31 SES 01 B, Paper Session
In response to the multidimensional challenges of cultural and linguistic diversity that are posed to education systems in Europe and worldwide, the ProfaLe Teacher Education innovation project at the University of Hamburg, Germany, aims to equip all future subject teachers with relevant skills for dealing with multilingual classroom realities. While the necessity to provide language-sensitive subject teaching to all learners is prevalent in all primary and secondary subjects, there is particular relevance for Sciences and Mathematics. Student Assessment Studies such as PISA point to different results between students with and without a migrant background. Among other things, the PISA report shows that within the German education system, the worst performers in the field of sciences are fourth grade pupils with a migration background (OECD 2011). As research in this field shows this is not only due to the consistent finding of the strong dependency of the educational success from social status but also insufficient support for learners of diverse linguistic backgrounds. Moreover, it has been established that academic language learning and content learning are intertwined, and that developing proficient academic language has a significant impact on general educational achievement (Gibbons 2009).

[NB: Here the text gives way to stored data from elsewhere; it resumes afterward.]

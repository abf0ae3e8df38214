//! Test utilities for langlinks integration tests
//!
//! - ScriptedStore: returns canned store responses in call order and records
//!   every call it receives
//! - RecordingCache: a working in-memory cache that records every call
//! - Fixture helpers for building annotated pages

#![allow(dead_code)]

pub mod doubles;
pub mod fixtures;
//! Test fixtures shared across modules.

use crate::uaccess::{AccessFault, UserAddr, UserRegion, UserSpace};

/// A client address space backed by host memory.
///
/// The memory is reached only through a [`UserRegion`] covering it, so
/// every copy goes through the same validation a real client sees.
pub struct FakeClient {
    mem: *mut [u8],
    region: UserRegion,
}

impl FakeClient {
    pub fn new(size: usize) -> Self {
        let mem = Box::into_raw(vec![0u8; size].into_boxed_slice());
        let start = mem as *mut u8 as usize;
        // SAFETY: `mem` stays allocated until drop and nothing else aliases it
        let region = unsafe { UserRegion::new(start, start + size) };
        Self { mem, region }
    }

    /// Client address `offset` bytes into the mapping.
    pub fn addr(&self, offset: usize) -> UserAddr {
        UserAddr::new(self.region.start() + offset)
    }

    /// An address that is never mapped.
    pub fn unmapped(&self) -> UserAddr {
        UserAddr::new(0x10)
    }

    /// Place `bytes` at `offset` and return their client address.
    pub fn load(&self, offset: usize, bytes: &[u8]) -> UserAddr {
        let addr = self.addr(offset);
        self.region.copy_to_user(addr, bytes).unwrap();
        addr
    }

    /// Copy `len` bytes starting at `addr` out of the mapping.
    pub fn bytes_at(&self, addr: UserAddr, len: usize) -> Vec<u8> {
        let mut out = vec![0u8; len];
        self.region.copy_from_user(&mut out, addr).unwrap();
        out
    }
}

impl Drop for FakeClient {
    fn drop(&mut self) {
        // SAFETY: `mem` came from Box::into_raw in `new` and is freed once
        drop(unsafe { Box::from_raw(self.mem) });
    }
}

impl UserSpace for FakeClient {
    fn copy_to_user(&self, dst: UserAddr, src: &[u8]) -> Result<(), AccessFault> {
        self.region.copy_to_user(dst, src)
    }

    fn copy_from_user(&self, dst: &mut [u8], src: UserAddr) -> Result<(), AccessFault> {
        self.region.copy_from_user(dst, src)
    }
}

#[cfg(test)]
mod tests {
    use super::*;

    #[test]
    fn test_client_faults_come_from_region() {
        let client = FakeClient::new(16);
        let mut out = [0u8; 4];

        assert_eq!(
            client.copy_from_user(&mut out, client.unmapped()),
            Err(AccessFault::OutOfRegion)
        );
        assert_eq!(
            client.copy_from_user(&mut out, UserAddr::NULL),
            Err(AccessFault::NullPointer)
        );
        assert_eq!(
            client.copy_to_user(client.addr(14), b"abcd"),
            Err(AccessFault::OutOfRegion)
        );
    }
}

Against this backdrop, the project work presented in this talk aims at improving teacher-training structures that allow for space in the curriculum in which pre-service teachers can gain relevant skills for dealing with learners who experience linguistic difficulties in subject learning; and this especially for maths-and science teachers as assisting the development of academic language is the responsibility of all subject teachers. In the pilot phase of the project, all future teachers of mathematics, physics, biology and primary school sciences attend a newly created seminar structure in the M.Ed. phase of their training. This structure contains a mandatory blended-learning seminar on the foundations of multilingualism and linguistics, an internship that is framed by a didactics seminar in mathematics or science, in which issues of language across the curriculum and continuous language education (also known as “durchgängige Sprachbildung” established by Gogolin et. al. 2011) are discussed, and further voluntary seminars in intercultural and multilingual education. One of the key innovation aspects in the development and establishment of new structures is the close interdisciplinary cooperation between the departments of German linguistics, intercultural education and four different subject-specific didactics departments. This provided us with the opportunity to create coherent syllabuses, where lecturers were able to draw on contents that had been addressed in other classes.

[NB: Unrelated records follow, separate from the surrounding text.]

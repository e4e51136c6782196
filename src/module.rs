//! Module Lifecycle
//!
//! Load registers the device and starts it with an empty buffer; unload
//! wipes the buffer and tears the registration down. Load and unload each
//! take the host exclusively, so they can never overlap.
//!
//! The buffer is owned by the caller and lent to the module for as long as
//! it stays loaded.

use log::{info, warn};

use crate::config::{DeviceConfig, VERSION};
use crate::device::{DeviceBuffer, TransferEngine};
use crate::host::{DeviceIdentity, HostEnvironment};
use crate::registrar::{self, Registration, RegistrationError, Resources};
use crate::syscall::{self, FileTable};
use crate::uaccess::UserSpace;

/// A loaded device: its registration, buffer and open descriptors.
#[must_use = "dropping a loaded module leaks its registration; call unload"]
pub struct ChardevModule<'a> {
    config: DeviceConfig,
    registration: Registration,
    buffer: &'a DeviceBuffer,
    files: FileTable,
}

impl<'a> ChardevModule<'a> {
    /// Register the device with `host` and serve messages from `buffer`.
    ///
    /// Whatever `buffer` held before is wiped.
    ///
    /// # Errors
    /// The registrar's error; nothing stays registered and `buffer` is
    /// left alone.
    pub fn load<H: HostEnvironment>(
        host: &mut H,
        config: DeviceConfig,
        buffer: &'a DeviceBuffer,
    ) -> Result<Self, RegistrationError> {
        let registration = registrar::register(host, &config)?;
        buffer.wipe();
        info!(
            "{} v{} loaded as device {}",
            config.name,
            VERSION,
            registration.identity()
        );

        Ok(Self {
            config,
            registration,
            buffer,
            files: FileTable::new(),
        })
    }

    /// Device number clients reach us by.
    pub fn identity(&self) -> DeviceIdentity {
        self.registration.identity()
    }

    /// Names the device was registered under.
    pub fn config(&self) -> &DeviceConfig {
        &self.config
    }

    /// The message buffer.
    pub fn buffer(&self) -> &'a DeviceBuffer {
        self.buffer
    }

    /// Descriptors currently open on the device.
    pub fn files(&self) -> &FileTable {
        &self.files
    }

    /// File operations over this device's buffer.
    pub fn engine(&self) -> TransferEngine<'a> {
        TransferEngine::new(self.buffer)
    }

    /// Run one system call on behalf of the client owning `user`.
    pub fn syscall<U: UserSpace + ?Sized>(
        &self,
        user: &U,
        syscall_num: usize,
        args: [usize; 3],
    ) -> i64 {
        syscall::dispatch(&self.engine(), &self.files, user, syscall_num, args)
    }

    /// Wipe the buffer and release the registration.
    ///
    /// # Returns
    /// Resources the host refused to release.
    pub fn unload<H: HostEnvironment>(self, host: &mut H) -> Resources {
        let open = self.files.open_count();
        if open > 0 {
            warn!("{}: unloading with {} descriptors open", self.config.name, open);
        }

        self.buffer.wipe();
        let leaked = self.registration.unregister(host);
        info!("{} unloaded", self.config.name);
        leaked
    }
}

impl core::fmt::Debug for ChardevModule<'_> {
    fn fmt(&self, f: &mut core::fmt::Formatter<'_>) -> core::fmt::Result {
        f.debug_struct("ChardevModule")
            .field("name", &self.config.name)
            .field("identity", &self.identity())
            .field("buffer", &self.buffer)
            .finish()
    }
}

In the process of implementing this model, our research focusses on its effectiveness and on the skill development of our students. Our dominant research questions evolved around a) uncovering what constitutes good competence development in the relevant areas, b) observing improvements in the knowledge and competence of our students, and c) finding significant predictive explanations on competence improvements.
To gain a better understanding on the competency and skill development in the area of professional competence for inclusive academic language education, all students are tested in a pre-post design before and after the new training structure. The test instrument (DaZKom Test) measures the participants’ skills in dealing with GSL (German as a second language) and multilingual learners (see Köker et al. 2015, Hammer et al. 2015).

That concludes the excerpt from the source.